As seen in Fig. 5, A and B, among all of the aromatic residues that shape the hydrophobic wall of the cavity in Ffase, i.e. Trp-47, Trp-76, Phe-110, and Trp-314, only Phe-118 is present in A. japonicus FT. Furthermore, the terminal fructose unit bound at subsite +3 in the A. japonicus FT-nystose complex is located exactly in the position corresponding to the side chain of Trp-76 in Ffase.

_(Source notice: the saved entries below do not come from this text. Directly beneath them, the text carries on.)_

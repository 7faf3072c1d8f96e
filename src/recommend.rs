//! Resolution of user text to vegetable records.
//!
//! Two lookups feed the bot: "which vegetables are richest in X" when the
//! text names a nutrient, and a ranked name/alias search otherwise.

use crate::catalog::{CatalogError, Vegetable, VegetableCatalog};
use crate::nutrients::Nutrient;
use std::cmp::Ordering;
use std::sync::Arc;
use tracing::{debug, info};

/// A vegetable selected for its amount of the queried nutrient.
#[derive(Debug, Clone, PartialEq)]
pub struct NutrientHit {
    pub vegetable: Vegetable,
    pub nutrient: Nutrient,
    pub value: f64,
}

#[derive(Debug, Clone, PartialEq)]
pub enum Recommendation {
    ByNutrient {
        nutrient: Nutrient,
        hits: Vec<NutrientHit>,
    },
    ByName(Vec<Vegetable>),
    Nothing,
}

/// How well a vegetable matched a name query; lower is better.
#[derive(Debug, Clone, Copy, PartialEq, Eq, PartialOrd, Ord)]
enum MatchRank {
    ExactName,
    ExactAlias,
    NameContains,
    AliasContains,
    QueryContainsName,
}

fn match_rank(vegetable: &Vegetable, term: &str) -> Option<MatchRank> {
    let name = vegetable.name.trim();
    let aliases = vegetable.aliases.iter().map(|a| a.trim()).filter(|a| !a.is_empty());

    if name == term {
        return Some(MatchRank::ExactName);
    }
    if aliases.clone().any(|a| a == term) {
        return Some(MatchRank::ExactAlias);
    }
    if !name.is_empty() && name.contains(term) {
        return Some(MatchRank::NameContains);
    }
    if aliases.clone().any(|a| a.contains(term)) {
        return Some(MatchRank::AliasContains);
    }
    if !name.is_empty() && term.contains(name) {
        return Some(MatchRank::QueryContainsName);
    }
    None
}

/// Vegetables whose name or alias matches `term`, best matches first.
/// Input order is kept between equally ranked records.
pub fn search_by_name_or_alias(profiles: &[Vegetable], term: &str) -> Vec<Vegetable> {
    let term = term.trim();
    if term.is_empty() {
        return Vec::new();
    }

    let mut ranked: Vec<(MatchRank, &Vegetable)> = profiles
        .iter()
        .filter_map(|v| match_rank(v, term).map(|rank| (rank, v)))
        .collect();
    ranked.sort_by_key(|(rank, _)| *rank);

    ranked.into_iter().map(|(_, v)| v.clone()).collect()
}

/// The `n` vegetables with the most of `nutrient`. Records without a value
/// for it are skipped; ties fall back to name order.
pub fn top_by_nutrient(profiles: &[Vegetable], nutrient: Nutrient, n: usize) -> Vec<NutrientHit> {
    let mut hits: Vec<NutrientHit> = profiles
        .iter()
        .filter(|v| v.is_presentable())
        .filter_map(|v| {
            v.nutrients
                .get(nutrient)
                .filter(|value| value.is_finite())
                .map(|value| NutrientHit {
                    vegetable: v.clone(),
                    nutrient,
                    value,
                })
        })
        .collect();

    hits.sort_by(|a, b| {
        b.value
            .partial_cmp(&a.value)
            .unwrap_or(Ordering::Equal)
            .then_with(|| a.vegetable.name.cmp(&b.vegetable.name))
    });
    hits.truncate(n);
    hits
}

/// Runs text queries against a catalog.
#[derive(Clone)]
pub struct Recommender {
    catalog: Arc<dyn VegetableCatalog>,
    nutrient_top_n: usize,
    name_limit: usize,
}

impl Recommender {
    pub fn new(catalog: Arc<dyn VegetableCatalog>, nutrient_top_n: usize, name_limit: usize) -> Self {
        Self {
            catalog,
            nutrient_top_n,
            name_limit,
        }
    }

    /// Nutrient ranking first, then name/alias search.
    pub async fn recommend(&self, query: &str) -> Result<Recommendation, CatalogError> {
        let query = query.trim();
        let profiles = self.catalog.profiles().await?;

        if let Some(nutrient) = Nutrient::resolve(query) {
            let hits = top_by_nutrient(&profiles, nutrient, self.nutrient_top_n);
            info!(nutrient = nutrient.key(), hits = hits.len(), "Nutrient ranking");
            if !hits.is_empty() {
                return Ok(Recommendation::ByNutrient { nutrient, hits });
            }
        }

        let found = self.presentable_matches(&profiles, query);
        debug!(query, found = found.len(), "Name search");
        if found.is_empty() {
            Ok(Recommendation::Nothing)
        } else {
            Ok(Recommendation::ByName(found))
        }
    }

    /// Name/alias lookup alone, for classifier labels.
    pub async fn lookup(&self, name: &str) -> Result<Vec<Vegetable>, CatalogError> {
        let profiles = self.catalog.profiles().await?;
        Ok(self.presentable_matches(&profiles, name))
    }

    fn presentable_matches(&self, profiles: &[Vegetable], term: &str) -> Vec<Vegetable> {
        search_by_name_or_alias(profiles, term)
            .into_iter()
            .filter(Vegetable::is_presentable)
            .take(self.name_limit)
            .collect()
    }
}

In fact this part of the A. japonicus FT cavity is wider because of its lack of loop 70–80 (Ffase numbering), which nevertheless is conserved in all the GH32 solved up to present from plants, fungi, and bacteria. On the contrary, the cavity at the opposite wall is wider in Ffase than in A. japonicus FT, where two loops linking β-strands B and C present two long insertions, residues 140–153 and 320–331, at blades II and IV, respectively, which is unique to the FT enzyme. Interestingly, these two insertions provide Ile-143 and Gln-327, two residues involved in binding raffinose and therefore proposed to provide a +2 subsite responsible for the formation of levan- or neo-type products in A. japonicus FT (16). An alternative +2 subsite for the formation of an inulin-type product is defined by the A. japonicus FT Tyr-404 and Glu-405, both also involved in subsite +3 and located near the position of Ffase Trp-314, with this last residue conserved in all the microbial enzymes. Therefore, it is apparent that none of determinants proposed as responsible for the transferase activity in A. japonicus FT are found in the Ffase active site. Moreover, it is worth noting that the subsites described for A. japonicus FT also diverge significantly from the sucrose-binding box motif (WMNDPN), including the nucleophile Asp, which had been identified as the binding site for the donor sucrose in plant enzymes and is not conserved in GH32 FTs.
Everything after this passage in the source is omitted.